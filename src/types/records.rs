//! Durable Records
//!
//! Rows the engine reads and writes through the store.
//!
//! Private keys are kept as plaintext hex. Encrypting them at rest is out
//! of scope for this crate; treat the database as key material.

use serde::Serialize;
use std::fmt;

/// A key holder, one per external correlation key (`uhash`)
#[derive(Clone, PartialEq, Eq)]
pub struct WalletRecord {
    pub id: i64,
    /// Hex-encoded secp256k1 scalar
    pub private_key: String,
    /// Opaque caller-supplied correlation key, unique
    pub uhash: String,
}

impl fmt::Debug for WalletRecord {
    fn fmt(&self, f: &mut fmt::Formatter<'_>) -> fmt::Result {
        f.debug_struct("WalletRecord")
            .field("id", &self.id)
            .field("private_key", &"<redacted>")
            .field("uhash", &self.uhash)
            .finish()
    }
}

/// A chain-specific encoding of a wallet's key for one coin
#[derive(Debug, Clone, PartialEq, Eq)]
pub struct AddressRecord {
    pub id: i64,
    pub address: String,
    /// Composite coin id, e.g. `USDT_ETH_ETH`
    pub coin: String,
    pub wallet_id: i64,
}

/// Address returned to callers of `issue_address`
#[derive(Debug, Clone, PartialEq, Eq, Serialize)]
pub struct IssuedAddress {
    pub address: String,
    pub id: i64,
}

impl From<&AddressRecord> for IssuedAddress {
    fn from(record: &AddressRecord) -> Self {
        Self {
            address: record.address.clone(),
            id: record.id,
        }
    }
}

/// An address row joined with the wallet that owns it
#[derive(Debug, Clone)]
pub struct AddressOwner {
    pub address: AddressRecord,
    pub wallet: WalletRecord,
}

/// A freshly observed incoming transfer
#[derive(Debug, Clone, PartialEq, Eq)]
pub struct NewTransfer {
    pub txhash: String,
    /// Base units of `currency`
    pub value: u128,
    pub network: String,
    pub currency: String,
    pub to_address: String,
    pub block_height: Option<u64>,
}

/// A recorded incoming transfer awaiting (or past) confirmation
#[derive(Debug, Clone, PartialEq, Eq)]
pub struct PendingTransfer {
    pub id: i64,
    pub txhash: String,
    /// Base units of `currency`
    pub value: u128,
    pub network: String,
    pub currency: String,
    pub to_address: String,
    pub block_height: Option<u64>,
    /// Set exactly once by the sweeper; gates crediting
    pub confirmed: bool,
    /// Set once the sweep to the hot wallet has been accepted by the sender
    pub swept: bool,
}

impl PendingTransfer {
    /// Blocks mined on top of this transfer's block at `tip`
    pub fn depth(&self, tip: u64) -> Option<u64> {
        self.block_height.map(|h| tip.saturating_sub(h))
    }
}
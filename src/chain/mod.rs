//! Chain Adapter Layer
//!
//! Everything the three chain families share:
//!
//! ```text
//! ┌────────────────────────────────────────────────────────────────┐
//! │                        ChainAdapter                            │
//! │                                                                │
//! │  BlockWatcher ──scan──► BlockSource (per family)               │
//! │      │  tx hash in flight? ──► WithdrawalDriver::observe       │
//! │      └─ tracked address? ───► CustodyStore::insert_transfer    │
//! │                                                                │
//! │  ConfirmationSweeper ──depth ≥ N──► mark_confirmed (gate)      │
//! │      ├─► EngineEvent::ConfirmedTransfer                        │
//! │      └─► WithdrawalDriver::withdraw ──► FamilySender           │
//! │                                                                │
//! │  HotWalletCell ◄── ControlMessage::RotateHotWallet             │
//! └────────────────────────────────────────────────────────────────┘
//! ```
//!
//! Family variants (`utxo`, `account`, `resource`) only provide a
//! `BlockSource` and a `FamilySender`.

pub mod adapter;
pub mod destinations;
pub mod hot_wallet;
pub mod inflight;
pub mod sender;
pub mod sweeper;
pub mod watcher;

use async_trait::async_trait;
use std::sync::Arc;
use thiserror::Error;

use crate::keys::{AddressEncoding, KeyError};
use crate::rpc::RpcError;
use crate::storage::StorageError;

pub use adapter::{AdapterSettings, ChainAdapter};
pub use destinations::SweepTargets;
pub use hot_wallet::{HotWallet, HotWalletCell};
pub use inflight::{InFlightKind, InFlightTable, InFlightWithdrawal};
pub use sender::{FamilySender, SendAmount, Submission, WithdrawalDriver, WithdrawalRequest};
pub use sweeper::ConfirmationSweeper;
pub use watcher::BlockWatcher;

#[cfg(test)]
pub use sender::MockFamilySender;

/// Chain adapter errors
#[derive(Debug, Error)]
pub enum ChainError {
    #[error("rpc error: {0}")]
    Rpc(String),

    #[error("HTTP request failed: {0}")]
    Http(#[from] reqwest::Error),

    #[error("parse error: {0}")]
    Parse(String),

    #[error(transparent)]
    Key(#[from] KeyError),

    #[error("signing failed: {0}")]
    Signing(String),

    #[error("broadcast rejected: {0}")]
    Broadcast(String),

    #[error(transparent)]
    Storage(#[from] StorageError),

    #[error("unknown token: {0}")]
    UnknownToken(String),

    #[error("invalid address: {0}")]
    InvalidAddress(String),

    #[error("insufficient funds: {0}")]
    InsufficientFunds(String),
}

impl ChainError {
    /// Worth retrying on the next tick
    pub fn is_transient(&self) -> bool {
        matches!(
            self,
            ChainError::Rpc(_)
                | ChainError::Http(_)
                | ChainError::Storage(StorageError::Connection(_))
        )
    }
}

impl From<RpcError> for ChainError {
    fn from(e: RpcError) -> Self {
        match e {
            RpcError::Http(e) => ChainError::Http(e),
            RpcError::Decode(msg) => ChainError::Parse(msg),
            other => ChainError::Rpc(other.to_string()),
        }
    }
}

/// A transfer-shaped operation found in a block
#[derive(Debug, Clone, PartialEq, Eq)]
pub struct ObservedTransfer {
    pub txhash: String,
    /// Destination in canonical form
    pub to: String,
    /// Base units
    pub value: u128,
    /// Currency id
    pub currency: String,
}

/// Everything the watcher needs from one block
#[derive(Debug, Clone, Default, PartialEq, Eq)]
pub struct ScannedBlock {
    pub height: u64,
    /// Every transaction hash in the block, canonical form
    pub tx_hashes: Vec<String>,
    pub transfers: Vec<ObservedTransfer>,
}

/// Read side of a chain node
#[cfg_attr(test, mockall::automock)]
#[async_trait]
pub trait BlockSource: Send + Sync {
    /// Current chain height
    async fn tip_height(&self) -> Result<u64, ChainError>;

    /// Extract transaction hashes and transfers of the block at `height`
    async fn scan_block(&self, height: u64) -> Result<ScannedBlock, ChainError>;
}

/// What a chain family contributes to an adapter
pub struct FamilyParts {
    pub source: Arc<dyn BlockSource>,
    pub sender: Arc<dyn FamilySender>,
    pub encoding: AddressEncoding,
}

#[cfg(test)]
mod tests {
    use super::*;

    #[test]
    fn test_transient_classification() {
        assert!(ChainError::Rpc("timeout".into()).is_transient());
        assert!(ChainError::Storage(StorageError::Connection("pool".into())).is_transient());
        assert!(!ChainError::Storage(StorageError::Duplicate("0x01".into())).is_transient());
        assert!(!ChainError::InvalidAddress("x".into()).is_transient());
    }

    #[test]
    fn test_rpc_error_mapping() {
        let err: ChainError = RpcError::Decode("bad".into()).into();
        assert!(matches!(err, ChainError::Parse(_)));

        let err: ChainError = RpcError::Server {
            code: -5,
            message: "Block not found".into(),
        }
        .into();
        assert!(matches!(err, ChainError::Rpc(ref m) if m.contains("Block not found")));
    }
}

········

__What the exercise asks__: Please write out the data again exactly as it stands.

__Answer to this exercise__:
filename src/types/records.rs
//! Durable Records
//!
//! Rows the engine reads and writes through the store.
//!
//! Private keys are kept as plaintext hex. Encrypting them at rest is out
//! of scope for this crate; treat the database as key material.

use serde::Serialize;
use std::fmt;

/// A key holder, one per external correlation key (`uhash`)
#[derive(Clone, PartialEq, Eq)]
pub struct WalletRecord {
    pub id: i64,
    /// Hex-encoded secp256k1 scalar
    pub private_key: String,
    /// Opaque caller-supplied correlation key, unique
    pub uhash: String,
}

impl fmt::Debug for WalletRecord {
    fn fmt(&self, f: &mut fmt::Formatter<'_>) -> fmt::Result {
        f.debug_struct("WalletRecord")
            .field("id", &self.id)
            .field("private_key", &"<redacted>")
            .field("uhash", &self.uhash)
            .finish()
    }
}

/// A chain-specific encoding of a wallet's key for one coin
#[derive(Debug, Clone, PartialEq, Eq)]
pub struct AddressRecord {
    pub id: i64,
    pub address: String,
    /// Composite coin id, e.g. `USDT_ETH_ETH`
    pub coin: String,
    pub wallet_id: i64,
}

/// Address returned to callers of `issue_address`
#[derive(Debug, Clone, PartialEq, Eq, Serialize)]
pub struct IssuedAddress {
    pub address: String,
    pub id: i64,
}

impl From<&AddressRecord> for IssuedAddress {
    fn from(record: &AddressRecord) -> Self {
        Self {
            address: record.address.clone(),
            id: record.id,
        }
    }
}

/// An address row joined with the wallet that owns it
#[derive(Debug, Clone)]
pub struct AddressOwner {
    pub address: AddressRecord,
    pub wallet: WalletRecord,
}

/// A freshly observed incoming transfer
#[derive(Debug, Clone, PartialEq, Eq)]
pub struct NewTransfer {
    pub txhash: String,
    /// Base units of `currency`
    pub value: u128,
    pub network: String,
    pub currency: String,
    pub to_address: String,
    pub block_height: Option<u64>,
}

/// A recorded incoming transfer awaiting (or past) confirmation
#[derive(Debug, Clone, PartialEq, Eq)]
pub struct PendingTransfer {
    pub id: i64,
    pub txhash: String,
    /// Base units of `currency`
    pub value: u128,
    pub network: String,
    pub currency: String,
    pub to_address: String,
    pub block_height: Option<u64>,
    /// Set exactly once by the sweeper; gates crediting
    pub confirmed: bool,
    /// Set once the sweep to the hot wallet has been accepted by the sender
    pub swept: bool,
}

impl PendingTransfer {
    /// Blocks mined on top of this transfer's block at `tip`
    pub fn depth(&self, tip: u64) -> Option<u64> {
        self.block_height.map(|h| tip.saturating_sub(h))
    }
}
filename src/chain/mod.rs
//! Chain Adapter Layer
//!
//! Everything the three chain families share:
//!
//! ```text
//! ┌────────────────────────────────────────────────────────────────┐
//! │                        ChainAdapter                            │
//! │                                                                │
//! │  BlockWatcher ──scan──► BlockSource (per family)               │
//! │      │  tx hash in flight? ──► WithdrawalDriver::observe       │
//! │      └─ tracked address? ───► CustodyStore::insert_transfer    │
//! │                                                                │
//! │  ConfirmationSweeper ──depth ≥ N──► mark_confirmed (gate)      │
//! │      ├─► EngineEvent::ConfirmedTransfer                        │
//! │      └─► WithdrawalDriver::withdraw ──► FamilySender           │
//! │                                                                │
//! │  HotWalletCell ◄── ControlMessage::RotateHotWallet             │
//! └────────────────────────────────────────────────────────────────┘
//! ```
//!
//! Family variants (`utxo`, `account`, `resource`) only provide a
//! `BlockSource` and a `FamilySender`.

pub mod adapter;
pub mod destinations;
pub mod hot_wallet;
pub mod inflight;
pub mod sender;
pub mod sweeper;
pub mod watcher;

use async_trait::async_trait;
use std::sync::Arc;
use thiserror::Error;

use crate::keys::{AddressEncoding, KeyError};
use crate::rpc::RpcError;
use crate::storage::StorageError;

pub use adapter::{AdapterSettings, ChainAdapter};
pub use destinations::SweepTargets;
pub use hot_wallet::{HotWallet, HotWalletCell};
pub use inflight::{InFlightKind, InFlightTable, InFlightWithdrawal};
pub use sender::{FamilySender, SendAmount, Submission, WithdrawalDriver, WithdrawalRequest};
pub use sweeper::ConfirmationSweeper;
pub use watcher::BlockWatcher;

#[cfg(test)]
pub use sender::MockFamilySender;

/// Chain adapter errors
#[derive(Debug, Error)]
pub enum ChainError {
    #[error("rpc error: {0}")]
    Rpc(String),

    #[error("HTTP request failed: {0}")]
    Http(#[from] reqwest::Error),

    #[error("parse error: {0}")]
    Parse(String),

    #[error(transparent)]
    Key(#[from] KeyError),

    #[error("signing failed: {0}")]
    Signing(String),

    #[error("broadcast rejected: {0}")]
    Broadcast(String),

    #[error(transparent)]
    Storage(#[from] StorageError),

    #[error("unknown token: {0}")]
    UnknownToken(String),

    #[error("invalid address: {0}")]
    InvalidAddress(String),

    #[error("insufficient funds: {0}")]
    InsufficientFunds(String),
}

impl ChainError {
    /// Worth retrying on the next tick
    pub fn is_transient(&self) -> bool {
        matches!(
            self,
            ChainError::Rpc(_)
                | ChainError::Http(_)
                | ChainError::Storage(StorageError::Connection(_))
        )
    }
}

impl From<RpcError> for ChainError {
    fn from(e: RpcError) -> Self {
        match e {
            RpcError::Http(e) => ChainError::Http(e),
            RpcError::Decode(msg) => ChainError::Parse(msg),
            other => ChainError::Rpc(other.to_string()),
        }
    }
}

/// A transfer-shaped operation found in a block
#[derive(Debug, Clone, PartialEq, Eq)]
pub struct ObservedTransfer {
    pub txhash: String,
    /// Destination in canonical form
    pub to: String,
    /// Base units
    pub value: u128,
    /// Currency id
    pub currency: String,
}

/// Everything the watcher needs from one block
#[derive(Debug, Clone, Default, PartialEq, Eq)]
pub struct ScannedBlock {
    pub height: u64,
    /// Every transaction hash in the block, canonical form
    pub tx_hashes: Vec<String>,
    pub transfers: Vec<ObservedTransfer>,
}

/// Read side of a chain node
#[cfg_attr(test, mockall::automock)]
#[async_trait]
pub trait BlockSource: Send + Sync {
    /// Current chain height
    async fn tip_height(&self) -> Result<u64, ChainError>;

    /// Extract transaction hashes and transfers of the block at `height`
    async fn scan_block(&self, height: u64) -> Result<ScannedBlock, ChainError>;
}

/// What a chain family contributes to an adapter
pub struct FamilyParts {
    pub source: Arc<dyn BlockSource>,
    pub sender: Arc<dyn FamilySender>,
    pub encoding: AddressEncoding,
}

#[cfg(test)]
mod tests {
    use super::*;

    #[test]
    fn test_transient_classification() {
        assert!(ChainError::Rpc("timeout".into()).is_transient());
        assert!(ChainError::Storage(StorageError::Connection("pool".into())).is_transient());
        assert!(!ChainError::Storage(StorageError::Duplicate("0x01".into())).is_transient());
        assert!(!ChainError::InvalidAddress("x".into()).is_transient());
    }

    #[test]
    fn test_rpc_error_mapping() {
        let err: ChainError = RpcError::Decode("bad".into()).into();
        assert!(matches!(err, ChainError::Parse(_)));

        let err: ChainError = RpcError::Server {
            code: -5,
            message: "Block not found".into(),
        }
        .into();
        assert!(matches!(err, ChainError::Rpc(ref m) if m.contains("Block not found")));
    }
}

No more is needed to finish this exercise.